**WHAT IS BEING ASKED**
Look below for the line that contains "impl From<crate::config::StreamConfig> for", then copy it and each following line exactly, through and including the line that contains "let (tx, rx)".

-- DATA PROVIDED follows --

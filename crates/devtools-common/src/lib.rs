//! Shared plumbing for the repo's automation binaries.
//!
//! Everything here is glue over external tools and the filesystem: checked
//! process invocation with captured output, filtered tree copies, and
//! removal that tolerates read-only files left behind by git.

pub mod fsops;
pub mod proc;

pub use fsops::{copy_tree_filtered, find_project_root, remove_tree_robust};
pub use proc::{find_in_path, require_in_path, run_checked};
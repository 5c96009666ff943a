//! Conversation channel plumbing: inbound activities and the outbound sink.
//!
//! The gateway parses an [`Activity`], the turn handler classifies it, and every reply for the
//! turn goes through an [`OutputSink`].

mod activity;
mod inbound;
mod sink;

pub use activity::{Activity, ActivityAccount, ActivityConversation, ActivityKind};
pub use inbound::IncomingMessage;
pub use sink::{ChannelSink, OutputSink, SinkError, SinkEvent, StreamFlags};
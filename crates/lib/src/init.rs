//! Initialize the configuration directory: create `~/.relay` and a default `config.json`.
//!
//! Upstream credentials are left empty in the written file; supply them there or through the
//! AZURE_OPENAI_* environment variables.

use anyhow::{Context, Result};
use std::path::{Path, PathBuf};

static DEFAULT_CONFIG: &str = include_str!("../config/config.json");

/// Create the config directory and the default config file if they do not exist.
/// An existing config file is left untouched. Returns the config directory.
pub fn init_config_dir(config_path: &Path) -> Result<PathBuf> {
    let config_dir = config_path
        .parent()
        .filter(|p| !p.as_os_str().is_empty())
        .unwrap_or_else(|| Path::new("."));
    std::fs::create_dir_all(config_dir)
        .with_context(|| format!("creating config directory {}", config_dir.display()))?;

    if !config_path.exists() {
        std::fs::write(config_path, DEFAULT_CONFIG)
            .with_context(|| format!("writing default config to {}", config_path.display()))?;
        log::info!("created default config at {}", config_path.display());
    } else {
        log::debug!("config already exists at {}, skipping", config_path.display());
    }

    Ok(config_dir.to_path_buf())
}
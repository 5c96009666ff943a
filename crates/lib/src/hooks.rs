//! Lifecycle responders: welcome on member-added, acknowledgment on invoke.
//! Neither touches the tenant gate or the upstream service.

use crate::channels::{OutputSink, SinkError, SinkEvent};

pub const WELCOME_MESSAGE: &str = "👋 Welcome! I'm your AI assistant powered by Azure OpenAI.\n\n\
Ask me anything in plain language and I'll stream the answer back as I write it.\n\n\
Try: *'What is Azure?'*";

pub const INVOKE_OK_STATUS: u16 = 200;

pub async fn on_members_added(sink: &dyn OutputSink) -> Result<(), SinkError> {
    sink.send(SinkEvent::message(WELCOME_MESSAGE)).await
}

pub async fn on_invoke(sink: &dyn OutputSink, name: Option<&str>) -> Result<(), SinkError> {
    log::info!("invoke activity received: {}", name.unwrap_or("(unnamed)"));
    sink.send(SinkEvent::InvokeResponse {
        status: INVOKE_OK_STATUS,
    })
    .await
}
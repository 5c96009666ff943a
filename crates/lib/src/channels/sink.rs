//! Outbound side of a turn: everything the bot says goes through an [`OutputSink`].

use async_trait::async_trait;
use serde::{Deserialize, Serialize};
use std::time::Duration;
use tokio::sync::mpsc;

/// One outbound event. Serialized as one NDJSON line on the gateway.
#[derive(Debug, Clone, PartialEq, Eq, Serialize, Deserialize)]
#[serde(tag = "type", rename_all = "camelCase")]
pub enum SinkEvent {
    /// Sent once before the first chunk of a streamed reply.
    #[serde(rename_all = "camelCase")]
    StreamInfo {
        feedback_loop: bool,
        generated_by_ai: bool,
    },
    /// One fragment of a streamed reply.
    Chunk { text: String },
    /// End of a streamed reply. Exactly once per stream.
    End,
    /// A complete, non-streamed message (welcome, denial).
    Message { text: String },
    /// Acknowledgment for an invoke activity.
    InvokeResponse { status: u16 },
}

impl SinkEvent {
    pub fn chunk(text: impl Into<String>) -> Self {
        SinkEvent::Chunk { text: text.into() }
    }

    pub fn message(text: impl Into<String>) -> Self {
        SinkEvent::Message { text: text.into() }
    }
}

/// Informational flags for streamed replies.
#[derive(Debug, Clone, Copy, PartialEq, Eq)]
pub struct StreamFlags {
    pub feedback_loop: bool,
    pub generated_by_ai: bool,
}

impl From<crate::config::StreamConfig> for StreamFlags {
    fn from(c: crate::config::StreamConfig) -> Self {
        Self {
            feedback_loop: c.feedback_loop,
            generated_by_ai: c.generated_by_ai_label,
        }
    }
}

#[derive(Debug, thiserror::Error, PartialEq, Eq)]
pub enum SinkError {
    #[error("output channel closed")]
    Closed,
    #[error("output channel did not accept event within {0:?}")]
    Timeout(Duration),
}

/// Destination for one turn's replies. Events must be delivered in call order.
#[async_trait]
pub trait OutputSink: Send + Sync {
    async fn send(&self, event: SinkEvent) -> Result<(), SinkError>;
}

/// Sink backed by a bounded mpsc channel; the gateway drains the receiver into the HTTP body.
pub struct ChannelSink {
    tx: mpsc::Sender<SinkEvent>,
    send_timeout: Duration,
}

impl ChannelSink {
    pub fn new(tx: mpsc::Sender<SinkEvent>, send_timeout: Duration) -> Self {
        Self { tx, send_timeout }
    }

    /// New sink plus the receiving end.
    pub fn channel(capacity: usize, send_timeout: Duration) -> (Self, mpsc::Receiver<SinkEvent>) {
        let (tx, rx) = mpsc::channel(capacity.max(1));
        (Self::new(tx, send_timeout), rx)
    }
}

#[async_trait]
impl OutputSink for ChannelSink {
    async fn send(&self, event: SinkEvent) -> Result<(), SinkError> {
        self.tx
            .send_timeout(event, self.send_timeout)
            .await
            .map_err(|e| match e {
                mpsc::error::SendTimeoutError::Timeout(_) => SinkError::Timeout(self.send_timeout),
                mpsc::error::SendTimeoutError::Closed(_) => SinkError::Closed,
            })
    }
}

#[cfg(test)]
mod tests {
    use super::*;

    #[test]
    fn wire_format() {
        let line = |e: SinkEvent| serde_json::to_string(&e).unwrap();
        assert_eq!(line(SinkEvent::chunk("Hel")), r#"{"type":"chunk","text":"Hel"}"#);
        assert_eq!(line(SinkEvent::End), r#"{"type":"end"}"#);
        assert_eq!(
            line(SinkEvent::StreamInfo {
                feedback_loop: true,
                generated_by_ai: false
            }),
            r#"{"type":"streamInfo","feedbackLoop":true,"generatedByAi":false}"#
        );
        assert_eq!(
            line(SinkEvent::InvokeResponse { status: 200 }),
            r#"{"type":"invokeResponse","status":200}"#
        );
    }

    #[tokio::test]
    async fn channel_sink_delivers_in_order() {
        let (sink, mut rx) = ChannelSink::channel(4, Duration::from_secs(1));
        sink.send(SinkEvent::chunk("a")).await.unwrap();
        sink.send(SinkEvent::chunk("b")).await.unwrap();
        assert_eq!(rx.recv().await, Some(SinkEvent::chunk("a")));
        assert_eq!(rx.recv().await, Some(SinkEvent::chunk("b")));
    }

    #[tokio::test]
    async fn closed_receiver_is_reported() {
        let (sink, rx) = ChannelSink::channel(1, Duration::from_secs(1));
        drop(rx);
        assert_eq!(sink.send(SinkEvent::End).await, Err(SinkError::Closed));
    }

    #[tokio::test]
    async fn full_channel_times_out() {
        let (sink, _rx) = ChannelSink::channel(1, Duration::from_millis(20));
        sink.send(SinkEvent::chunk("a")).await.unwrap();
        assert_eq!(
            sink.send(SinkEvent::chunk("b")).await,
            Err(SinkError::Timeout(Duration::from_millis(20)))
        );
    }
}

-- DATA PROVIDED concluded --
-- DATA PROVIDED follows --

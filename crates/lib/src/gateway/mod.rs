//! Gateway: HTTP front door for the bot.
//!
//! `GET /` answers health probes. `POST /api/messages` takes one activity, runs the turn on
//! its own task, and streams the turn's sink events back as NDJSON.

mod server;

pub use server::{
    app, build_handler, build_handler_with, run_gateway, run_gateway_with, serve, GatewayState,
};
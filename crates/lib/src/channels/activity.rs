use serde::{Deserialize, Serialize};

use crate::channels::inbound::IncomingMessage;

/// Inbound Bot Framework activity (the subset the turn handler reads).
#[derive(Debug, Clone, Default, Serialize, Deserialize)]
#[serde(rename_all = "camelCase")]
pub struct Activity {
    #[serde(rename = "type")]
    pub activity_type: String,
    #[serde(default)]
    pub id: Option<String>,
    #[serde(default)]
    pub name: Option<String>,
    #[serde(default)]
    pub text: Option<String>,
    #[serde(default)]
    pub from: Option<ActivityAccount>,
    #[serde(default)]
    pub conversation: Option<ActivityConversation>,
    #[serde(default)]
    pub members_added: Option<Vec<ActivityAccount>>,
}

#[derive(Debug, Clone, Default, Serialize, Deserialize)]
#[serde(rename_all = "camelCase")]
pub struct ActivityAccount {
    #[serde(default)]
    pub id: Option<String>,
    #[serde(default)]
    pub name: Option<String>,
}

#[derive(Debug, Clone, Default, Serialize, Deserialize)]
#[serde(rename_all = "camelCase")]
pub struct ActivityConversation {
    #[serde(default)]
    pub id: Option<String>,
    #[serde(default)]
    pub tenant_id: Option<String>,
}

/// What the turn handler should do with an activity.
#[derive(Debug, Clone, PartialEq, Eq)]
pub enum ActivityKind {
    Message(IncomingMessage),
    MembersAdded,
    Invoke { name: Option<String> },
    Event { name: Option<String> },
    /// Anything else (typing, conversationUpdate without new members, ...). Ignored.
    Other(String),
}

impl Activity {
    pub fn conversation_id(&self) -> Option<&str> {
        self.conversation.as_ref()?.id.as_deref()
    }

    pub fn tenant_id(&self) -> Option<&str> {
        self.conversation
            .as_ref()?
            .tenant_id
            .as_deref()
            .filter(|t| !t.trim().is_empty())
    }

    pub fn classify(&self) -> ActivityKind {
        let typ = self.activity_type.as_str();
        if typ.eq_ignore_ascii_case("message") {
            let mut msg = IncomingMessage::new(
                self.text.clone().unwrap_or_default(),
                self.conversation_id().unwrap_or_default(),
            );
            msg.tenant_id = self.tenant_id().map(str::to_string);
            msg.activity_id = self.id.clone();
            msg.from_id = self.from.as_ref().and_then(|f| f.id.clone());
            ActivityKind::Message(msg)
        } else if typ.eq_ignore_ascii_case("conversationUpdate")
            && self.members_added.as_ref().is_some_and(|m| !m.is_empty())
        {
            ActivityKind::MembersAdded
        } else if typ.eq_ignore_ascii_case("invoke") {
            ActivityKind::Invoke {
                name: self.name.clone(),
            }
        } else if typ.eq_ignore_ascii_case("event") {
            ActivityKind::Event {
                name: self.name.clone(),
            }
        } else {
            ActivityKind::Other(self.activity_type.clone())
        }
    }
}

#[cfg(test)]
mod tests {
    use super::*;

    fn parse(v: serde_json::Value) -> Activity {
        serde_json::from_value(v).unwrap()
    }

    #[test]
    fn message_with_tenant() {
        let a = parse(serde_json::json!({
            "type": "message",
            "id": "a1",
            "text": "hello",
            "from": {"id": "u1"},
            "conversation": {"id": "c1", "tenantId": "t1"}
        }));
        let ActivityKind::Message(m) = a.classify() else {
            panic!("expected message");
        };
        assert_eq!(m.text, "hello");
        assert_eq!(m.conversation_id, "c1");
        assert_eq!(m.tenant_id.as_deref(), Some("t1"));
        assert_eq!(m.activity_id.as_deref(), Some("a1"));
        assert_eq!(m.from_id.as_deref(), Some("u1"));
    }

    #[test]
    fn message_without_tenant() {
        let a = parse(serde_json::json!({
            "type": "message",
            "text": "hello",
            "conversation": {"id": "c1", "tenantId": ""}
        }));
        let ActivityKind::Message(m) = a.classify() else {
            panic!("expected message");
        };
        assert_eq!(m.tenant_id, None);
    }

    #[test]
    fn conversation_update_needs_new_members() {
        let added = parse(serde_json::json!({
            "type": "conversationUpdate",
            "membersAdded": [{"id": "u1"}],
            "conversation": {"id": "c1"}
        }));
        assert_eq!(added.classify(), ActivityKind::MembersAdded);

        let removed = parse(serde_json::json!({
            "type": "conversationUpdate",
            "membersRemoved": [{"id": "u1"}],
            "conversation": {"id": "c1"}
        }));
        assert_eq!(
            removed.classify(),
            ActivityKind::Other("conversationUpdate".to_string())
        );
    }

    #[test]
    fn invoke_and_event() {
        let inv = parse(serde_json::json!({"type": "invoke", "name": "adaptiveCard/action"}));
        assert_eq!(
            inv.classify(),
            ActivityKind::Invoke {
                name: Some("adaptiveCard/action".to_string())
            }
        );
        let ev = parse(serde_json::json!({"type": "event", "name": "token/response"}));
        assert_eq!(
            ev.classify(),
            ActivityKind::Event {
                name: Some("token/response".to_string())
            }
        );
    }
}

-- DATA PROVIDED concluded --

**OUTPUT OF THE EXERCISE**
impl From<crate::config::StreamConfig> for StreamFlags {
    fn from(c: crate::config::StreamConfig) -> Self {
        Self {
            feedback_loop: c.feedback_loop,
            generated_by_ai: c.generated_by_ai_label,
        }
    }
}

#[derive(Debug, thiserror::Error, PartialEq, Eq)]
pub enum SinkError {
    #[error("output channel closed")]
    Closed,
    #[error("output channel did not accept event within {0:?}")]
    Timeout(Duration),
}

/// Destination for one turn's replies. Events must be delivered in call order.
#[async_trait]
pub trait OutputSink: Send + Sync {
    async fn send(&self, event: SinkEvent) -> Result<(), SinkError>;
}

/// Sink backed by a bounded mpsc channel; the gateway drains the receiver into the HTTP body.
pub struct ChannelSink {
    tx: mpsc::Sender<SinkEvent>,
    send_timeout: Duration,
}

impl ChannelSink {
    pub fn new(tx: mpsc::Sender<SinkEvent>, send_timeout: Duration) -> Self {
        Self { tx, send_timeout }
    }

    /// New sink plus the receiving end.
    pub fn channel(capacity: usize, send_timeout: Duration) -> (Self, mpsc::Receiver<SinkEvent>) {
        let (tx, rx) = mpsc::channel(capacity.max(1));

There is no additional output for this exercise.